Las experiencias del trabajador subcontratado y temporal son igualmente dramáticas: “El trabajador subcontratista está sujeto a todo lo que el patrón quiera hacer con él por un salario mínimo; a un poco de vejámenes y humillaciones”. “El trabajador de un contratista no tiene derecho ni al agua ni a hablar nada; es que uno lo ve. Un patrón le debe el subsidio familiar a 50 trabajadores, se reúnen con él y le dicen: –Bueno. Qué pasa con el subsidio familiar que hace seis meses no nos lo da. –¡Ah! ¿Entonces me van a formar un sindicato? Se me van todos y listo”.

Una de las causas más graves de la informalidad y el subempleo radica en la creciente pobreza, que en Colombia afecta a dos terceras partes de su población. El afán por completar los ingresos necesarios para cubrir los gastos básicos del hogar hace que un número cada vez mayor de miembros de la familia, jóvenes, niños en edad escolar y amas de casa, se vea abocado al desarrollo de oficios informales, al comercio, y en general a considerar cualquier forma infrahumana e indigna de actividad como trabajo, siempre y cuando con ella se obtenga el mínimo para mantenerse biológicamente vivo.

Los trabajadores ambulantes se ven expuestos a todo tipo de abusos. Los policías los persiguen y les quitan las mercancías; las mafias que se apropian del espacio público les cobran arriendos; los dueños de los establecimientos formales los presionan, como cuenta su experiencia una vendedora informal: “En estos días estaba yo ahí parada y el supervisor de ellos me dijo: –¡Qué hubo, hágale a esa güevonada, pues! Váyase de esta zona porque va a tener problemas. Y tiene una que quedarse callada porque, si no, lo sacan de la zona que es donde mejor le va a una”. La lucha es diaria: “trabajar independiente es darse patadas y codo con los demás, que también están trabajando como independientes”.

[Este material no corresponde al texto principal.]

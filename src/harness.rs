//! Test session lifecycle.
//!
//! A session owns the logger, the browser engine and the report. Each case
//! gets an isolated context that is torn down on every exit path; when the
//! case body fails, the failure hook captures a screenshot and exports the
//! trace before teardown, then the failure propagates into the report.
//! Artifact capture itself is best-effort and never masks the original
//! failure.

use std::future::Future;
use std::time::Instant;

use tracing::{error, info, warn};

use crate::browser::trace::export_best_effort;
use crate::browser::{BrowserSession, ContextOptions, PageHandle, TestContext};
use crate::config::Config;
use crate::error::Result;
use crate::logging::{self, LogGuard};
use crate::report::{timestamped_path, CaseArtifacts, CaseResult, TestReport};

pub struct TestSession {
    config: Config,
    session: BrowserSession,
    report: TestReport,
    _log_guard: LogGuard,
}

impl TestSession {
    /// Bring up logging and the browser engine for a suite.
    pub fn start(config: Config, suite_name: &str) -> Result<Self> {
        let log_guard = logging::init(&config.report)?;
        info!(suite = suite_name, env = %config.env, "test session starting");
        let session = BrowserSession::start(&config)?;
        Ok(Self {
            report: TestReport::new(suite_name),
            session,
            config,
            _log_guard: log_guard,
        })
    }

    pub fn config(&self) -> &Config {
        &self.config
    }

    pub fn report(&self) -> &TestReport {
        &self.report
    }

    /// Run one case in a fresh context. Returns whether it passed.
    ///
    /// Context setup failures are recorded as failures without artifact
    /// capture (there is no page to capture); body failures go through the
    /// failure hook first.
    pub async fn run_case<F, Fut>(&mut self, name: &str, options: ContextOptions, body: F) -> bool
    where
        F: FnOnce(PageHandle, Config) -> Fut,
        Fut: Future<Output = Result<()>>,
    {
        info!(case = name, "case starting");
        let started = Instant::now();

        let context = match self.session.new_context(name, options).await {
            Ok(context) => context,
            Err(e) => {
                warn!(case = name, "context setup failed, no page to capture artifacts from");
                self.report
                    .record(CaseResult::failed(name, started.elapsed(), format!("{e}")));
                return false;
            }
        };

        let outcome = body(context.page().clone(), self.config.clone()).await;
        let duration = started.elapsed();

        let passed = match outcome {
            Ok(()) => {
                info!(case = name, "case passed");
                self.report.record(CaseResult::passed(name, duration));
                true
            }
            Err(e) => {
                error!(case = name, "case failed: {e}");
                let artifacts = self.capture_failure_artifacts(name, &context).await;
                self.report.record(
                    CaseResult::failed(name, duration, format!("{e}")).with_artifacts(artifacts),
                );
                false
            }
        };

        context.teardown().await;
        passed
    }

    /// The failure hook: full-page screenshot plus trace export, each
    /// individually best-effort.
    async fn capture_failure_artifacts(&self, name: &str, context: &TestContext) -> CaseArtifacts {
        let report_config = &self.config.report;
        let mut artifacts = CaseArtifacts::default();

        let screenshot_path = timestamped_path(&report_config.screenshot_dir, name, "png");
        match context.page().screenshot(&screenshot_path).await {
            Ok(path) => {
                error!(case = name, path = %path.display(), "failure screenshot saved");
                artifacts.screenshot = Some(path);
            }
            Err(e) => warn!(case = name, "failure screenshot could not be taken: {e}"),
        }

        let trace_path = timestamped_path(&report_config.trace_dir, name, "zip");
        match export_best_effort(context.page().tracer(), &trace_path) {
            Some(path) => {
                error!(case = name, path = %path.display(), "failure trace exported");
                artifacts.trace = Some(path);
            }
            None => warn!(case = name, "failure trace could not be exported"),
        }

        artifacts
    }

    /// Stop the engine and write the HTML report.
    pub fn finish(self) -> Result<TestReport> {
        let Self {
            config,
            session,
            report,
            _log_guard,
        } = self;
        session.close();
        report.write_html(&config.report.html_report)?;
        info!(
            report = %config.report.html_report.display(),
            "{}",
            report.summary()
        );
        Ok(report)
    }
}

La flexibilización, la alta rotación laboral y el rebusque obligan a los trabajadores informales a desarrollar múltiples actividades a lo largo de su vida. Corrientemente han iniciado su primer trabajo a temprana edad, antes de los 15 años. Su trayectoria laboral, centrada en actividades informales, se inicia en el ámbito de la familia y en relación con el barrio. Uno de ellos, de 40 años de edad, confiesa haber desarrollado los siguientes oficios: “He sido vendedor de periódicos, de duchas Corona y filtros para agua, rosas, cerámica, vidrio templado, soldador en una fábrica por un mísero mínimo, administrador de restaurantes, de hoteles, fui un tiempo embolador, cotero y después cerrajero, vendedor de casetes, reciclador, tendero, carnicero, actualmente vendo nutrición, trabajo con Omnilife”.

En su investigación sobre “Configuraciones subjetivas de los trabajadores en el tránsito de la flexibilidad”, Nelcy Valencia concluye: “Los trabajadores tienen temor en el sitio de trabajo a una invalidez o una incapacidad física, le temen a la persecución sindical y la violencia, a la terminación de la convención colectiva, a perder el empleo y también a los despidos masivos sin justa causa y sin indemnización, a llegar a ser deshonestos, al fracaso, al debilitamiento del sindicato, a la inestabilidad emocional, a no jubilarse, a la nueva legislación sobre empleo, a perder la familia, al cierre de la empresa o su relocalización. Estos temores también se convierten en motivaciones subjetivas para la aceptación del trabajo, tal y como está dado o para ser muy cautelosos en la manera de expresar su insatisfacción frente a éste”.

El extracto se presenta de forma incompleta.